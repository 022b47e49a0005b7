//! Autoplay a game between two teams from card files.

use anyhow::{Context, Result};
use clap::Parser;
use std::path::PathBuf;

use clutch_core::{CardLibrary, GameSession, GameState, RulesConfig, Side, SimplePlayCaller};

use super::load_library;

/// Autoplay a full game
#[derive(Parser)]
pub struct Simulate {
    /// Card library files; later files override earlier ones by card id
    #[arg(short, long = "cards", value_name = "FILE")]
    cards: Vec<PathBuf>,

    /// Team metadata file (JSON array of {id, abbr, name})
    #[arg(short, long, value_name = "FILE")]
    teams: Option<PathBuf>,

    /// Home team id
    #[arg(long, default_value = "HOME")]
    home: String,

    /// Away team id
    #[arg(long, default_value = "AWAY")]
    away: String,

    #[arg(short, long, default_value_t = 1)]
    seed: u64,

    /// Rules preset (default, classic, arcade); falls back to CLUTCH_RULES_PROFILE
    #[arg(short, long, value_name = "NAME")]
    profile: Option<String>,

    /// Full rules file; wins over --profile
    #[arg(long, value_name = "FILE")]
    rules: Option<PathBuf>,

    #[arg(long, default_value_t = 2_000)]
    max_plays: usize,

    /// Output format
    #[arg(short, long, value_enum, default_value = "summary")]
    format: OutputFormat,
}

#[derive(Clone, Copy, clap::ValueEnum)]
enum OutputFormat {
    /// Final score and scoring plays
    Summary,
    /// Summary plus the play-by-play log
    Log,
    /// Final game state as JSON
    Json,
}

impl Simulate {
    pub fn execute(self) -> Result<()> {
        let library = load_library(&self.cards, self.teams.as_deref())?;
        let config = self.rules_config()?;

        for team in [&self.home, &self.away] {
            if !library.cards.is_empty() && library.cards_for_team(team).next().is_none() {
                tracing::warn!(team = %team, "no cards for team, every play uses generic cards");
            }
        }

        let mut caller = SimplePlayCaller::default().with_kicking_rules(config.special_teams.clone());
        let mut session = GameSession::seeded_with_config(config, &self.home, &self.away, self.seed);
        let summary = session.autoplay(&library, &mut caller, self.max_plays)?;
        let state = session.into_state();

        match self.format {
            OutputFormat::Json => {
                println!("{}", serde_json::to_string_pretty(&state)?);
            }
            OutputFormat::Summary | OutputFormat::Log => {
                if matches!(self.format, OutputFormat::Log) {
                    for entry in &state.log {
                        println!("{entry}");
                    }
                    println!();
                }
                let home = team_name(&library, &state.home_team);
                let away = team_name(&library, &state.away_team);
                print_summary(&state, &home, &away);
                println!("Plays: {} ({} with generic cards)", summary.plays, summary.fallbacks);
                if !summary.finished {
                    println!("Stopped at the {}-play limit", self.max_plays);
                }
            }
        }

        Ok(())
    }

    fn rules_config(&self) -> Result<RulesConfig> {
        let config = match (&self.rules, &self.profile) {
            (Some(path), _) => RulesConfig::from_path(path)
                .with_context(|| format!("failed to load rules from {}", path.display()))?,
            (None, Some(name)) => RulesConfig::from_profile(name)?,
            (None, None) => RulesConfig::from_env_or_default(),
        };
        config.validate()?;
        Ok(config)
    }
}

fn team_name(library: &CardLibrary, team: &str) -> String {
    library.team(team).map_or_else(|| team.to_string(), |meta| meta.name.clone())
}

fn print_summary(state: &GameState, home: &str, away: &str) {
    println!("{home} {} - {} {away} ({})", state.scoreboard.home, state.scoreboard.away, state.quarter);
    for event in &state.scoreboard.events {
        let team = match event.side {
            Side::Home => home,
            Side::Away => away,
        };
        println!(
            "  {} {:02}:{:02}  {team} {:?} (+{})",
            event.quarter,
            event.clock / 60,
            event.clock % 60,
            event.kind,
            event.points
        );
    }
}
---
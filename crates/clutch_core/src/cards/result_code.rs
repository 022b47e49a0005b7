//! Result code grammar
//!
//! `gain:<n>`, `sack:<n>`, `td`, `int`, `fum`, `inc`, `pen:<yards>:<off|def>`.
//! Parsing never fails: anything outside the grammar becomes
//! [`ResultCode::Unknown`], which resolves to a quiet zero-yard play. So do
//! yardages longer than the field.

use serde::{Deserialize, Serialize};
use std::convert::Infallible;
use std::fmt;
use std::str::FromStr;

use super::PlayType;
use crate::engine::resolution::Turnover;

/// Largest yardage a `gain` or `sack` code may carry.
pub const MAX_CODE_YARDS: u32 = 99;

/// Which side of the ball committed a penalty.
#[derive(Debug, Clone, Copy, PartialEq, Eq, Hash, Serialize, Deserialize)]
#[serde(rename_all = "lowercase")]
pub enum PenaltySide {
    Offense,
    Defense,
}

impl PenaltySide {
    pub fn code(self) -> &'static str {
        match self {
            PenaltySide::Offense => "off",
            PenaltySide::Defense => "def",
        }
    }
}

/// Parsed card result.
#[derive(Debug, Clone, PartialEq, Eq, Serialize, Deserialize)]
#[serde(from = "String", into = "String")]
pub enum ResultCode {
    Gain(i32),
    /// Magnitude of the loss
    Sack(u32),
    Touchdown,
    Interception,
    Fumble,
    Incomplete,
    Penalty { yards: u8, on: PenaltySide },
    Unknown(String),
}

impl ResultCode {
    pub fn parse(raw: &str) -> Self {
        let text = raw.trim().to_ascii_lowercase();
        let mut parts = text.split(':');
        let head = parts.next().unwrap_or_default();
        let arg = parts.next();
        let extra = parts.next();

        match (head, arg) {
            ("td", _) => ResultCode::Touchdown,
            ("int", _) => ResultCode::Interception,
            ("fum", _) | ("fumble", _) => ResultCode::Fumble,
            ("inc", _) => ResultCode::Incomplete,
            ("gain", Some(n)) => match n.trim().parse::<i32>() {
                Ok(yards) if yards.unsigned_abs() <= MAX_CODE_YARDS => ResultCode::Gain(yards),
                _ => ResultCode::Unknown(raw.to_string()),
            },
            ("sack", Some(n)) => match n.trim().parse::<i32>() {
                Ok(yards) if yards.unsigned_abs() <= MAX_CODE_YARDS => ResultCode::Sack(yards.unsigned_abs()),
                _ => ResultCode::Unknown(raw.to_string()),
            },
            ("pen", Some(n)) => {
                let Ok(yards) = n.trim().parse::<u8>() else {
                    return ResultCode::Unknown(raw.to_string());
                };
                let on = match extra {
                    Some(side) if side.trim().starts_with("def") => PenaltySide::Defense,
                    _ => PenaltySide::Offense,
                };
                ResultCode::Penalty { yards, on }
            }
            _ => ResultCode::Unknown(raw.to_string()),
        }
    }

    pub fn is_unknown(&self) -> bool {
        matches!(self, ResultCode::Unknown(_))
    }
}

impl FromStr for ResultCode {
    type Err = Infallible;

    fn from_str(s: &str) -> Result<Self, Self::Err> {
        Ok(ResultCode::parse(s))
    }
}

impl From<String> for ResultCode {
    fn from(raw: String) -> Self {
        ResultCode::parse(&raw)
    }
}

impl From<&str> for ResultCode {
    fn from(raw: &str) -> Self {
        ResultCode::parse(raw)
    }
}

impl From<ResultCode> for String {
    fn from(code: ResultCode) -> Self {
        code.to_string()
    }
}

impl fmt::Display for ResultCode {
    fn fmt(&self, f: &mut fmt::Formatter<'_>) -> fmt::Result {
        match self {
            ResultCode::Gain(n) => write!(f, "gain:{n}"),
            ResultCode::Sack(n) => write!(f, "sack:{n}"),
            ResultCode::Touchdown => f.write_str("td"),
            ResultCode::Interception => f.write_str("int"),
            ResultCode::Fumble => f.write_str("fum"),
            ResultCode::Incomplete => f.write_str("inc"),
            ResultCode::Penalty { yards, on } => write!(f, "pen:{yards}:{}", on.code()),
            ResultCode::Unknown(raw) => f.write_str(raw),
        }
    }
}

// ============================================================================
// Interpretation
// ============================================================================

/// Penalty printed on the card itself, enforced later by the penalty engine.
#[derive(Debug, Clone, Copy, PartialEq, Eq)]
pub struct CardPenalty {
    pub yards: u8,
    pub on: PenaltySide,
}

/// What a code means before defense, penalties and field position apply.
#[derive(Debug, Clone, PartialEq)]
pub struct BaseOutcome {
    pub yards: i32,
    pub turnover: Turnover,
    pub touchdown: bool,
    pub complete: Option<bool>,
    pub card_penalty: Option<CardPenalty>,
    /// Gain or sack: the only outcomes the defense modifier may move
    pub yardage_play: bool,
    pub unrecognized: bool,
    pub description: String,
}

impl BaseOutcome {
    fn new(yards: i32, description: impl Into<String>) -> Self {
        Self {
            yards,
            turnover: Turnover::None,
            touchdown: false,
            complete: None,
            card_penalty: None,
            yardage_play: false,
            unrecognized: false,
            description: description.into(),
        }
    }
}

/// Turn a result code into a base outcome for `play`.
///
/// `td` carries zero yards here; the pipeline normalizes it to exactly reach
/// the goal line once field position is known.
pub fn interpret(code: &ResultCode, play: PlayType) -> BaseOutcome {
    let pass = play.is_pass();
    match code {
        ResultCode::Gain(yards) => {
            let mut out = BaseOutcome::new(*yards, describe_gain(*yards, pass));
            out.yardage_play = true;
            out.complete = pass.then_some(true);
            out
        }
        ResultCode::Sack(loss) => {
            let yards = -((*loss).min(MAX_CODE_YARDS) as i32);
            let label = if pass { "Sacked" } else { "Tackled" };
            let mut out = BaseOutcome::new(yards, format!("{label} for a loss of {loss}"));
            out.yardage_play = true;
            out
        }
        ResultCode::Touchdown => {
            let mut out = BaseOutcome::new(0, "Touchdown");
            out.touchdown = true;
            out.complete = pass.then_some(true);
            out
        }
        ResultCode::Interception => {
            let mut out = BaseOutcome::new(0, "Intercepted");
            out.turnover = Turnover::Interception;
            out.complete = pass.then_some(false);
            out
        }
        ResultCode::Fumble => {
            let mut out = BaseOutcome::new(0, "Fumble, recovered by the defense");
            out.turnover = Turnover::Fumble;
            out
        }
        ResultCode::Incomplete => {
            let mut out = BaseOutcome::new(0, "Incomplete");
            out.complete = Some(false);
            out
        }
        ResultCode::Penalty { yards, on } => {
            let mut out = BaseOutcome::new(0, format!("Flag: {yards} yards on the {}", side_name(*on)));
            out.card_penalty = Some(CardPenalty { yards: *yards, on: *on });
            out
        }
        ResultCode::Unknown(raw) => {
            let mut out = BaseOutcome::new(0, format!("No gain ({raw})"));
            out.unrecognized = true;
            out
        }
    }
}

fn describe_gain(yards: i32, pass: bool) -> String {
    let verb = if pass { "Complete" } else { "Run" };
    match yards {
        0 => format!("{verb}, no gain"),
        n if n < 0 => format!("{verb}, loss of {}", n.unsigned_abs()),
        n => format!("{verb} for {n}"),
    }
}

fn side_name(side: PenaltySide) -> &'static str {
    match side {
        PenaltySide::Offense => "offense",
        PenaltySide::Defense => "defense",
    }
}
==
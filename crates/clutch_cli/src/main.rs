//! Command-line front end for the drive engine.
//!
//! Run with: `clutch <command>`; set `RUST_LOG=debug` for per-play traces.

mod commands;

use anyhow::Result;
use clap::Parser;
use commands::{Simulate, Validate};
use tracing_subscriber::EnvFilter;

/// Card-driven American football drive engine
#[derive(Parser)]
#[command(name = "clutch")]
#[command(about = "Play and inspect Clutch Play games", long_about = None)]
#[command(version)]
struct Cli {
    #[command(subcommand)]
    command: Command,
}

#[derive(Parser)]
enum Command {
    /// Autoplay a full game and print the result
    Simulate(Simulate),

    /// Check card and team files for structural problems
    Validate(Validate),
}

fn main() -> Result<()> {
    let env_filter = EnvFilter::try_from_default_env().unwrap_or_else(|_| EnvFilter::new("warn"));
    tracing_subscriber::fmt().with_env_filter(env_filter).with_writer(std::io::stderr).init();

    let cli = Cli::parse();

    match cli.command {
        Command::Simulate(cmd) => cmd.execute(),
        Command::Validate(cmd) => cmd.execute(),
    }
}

◆ Required action ◆
Search the material above for "PenaltySide". Copy each line that has it.

◆ Reply ◆
pub enum PenaltySide {
impl PenaltySide {
            PenaltySide::Offense => "off",
            PenaltySide::Defense => "def",
    Penalty { yards: u8, on: PenaltySide },
                    Some(side) if side.trim().starts_with("def") => PenaltySide::Defense,
                    _ => PenaltySide::Offense,
    pub on: PenaltySide,
fn side_name(side: PenaltySide) -> &'static str {
        PenaltySide::Offense => "offense",
        PenaltySide::Defense => "defense",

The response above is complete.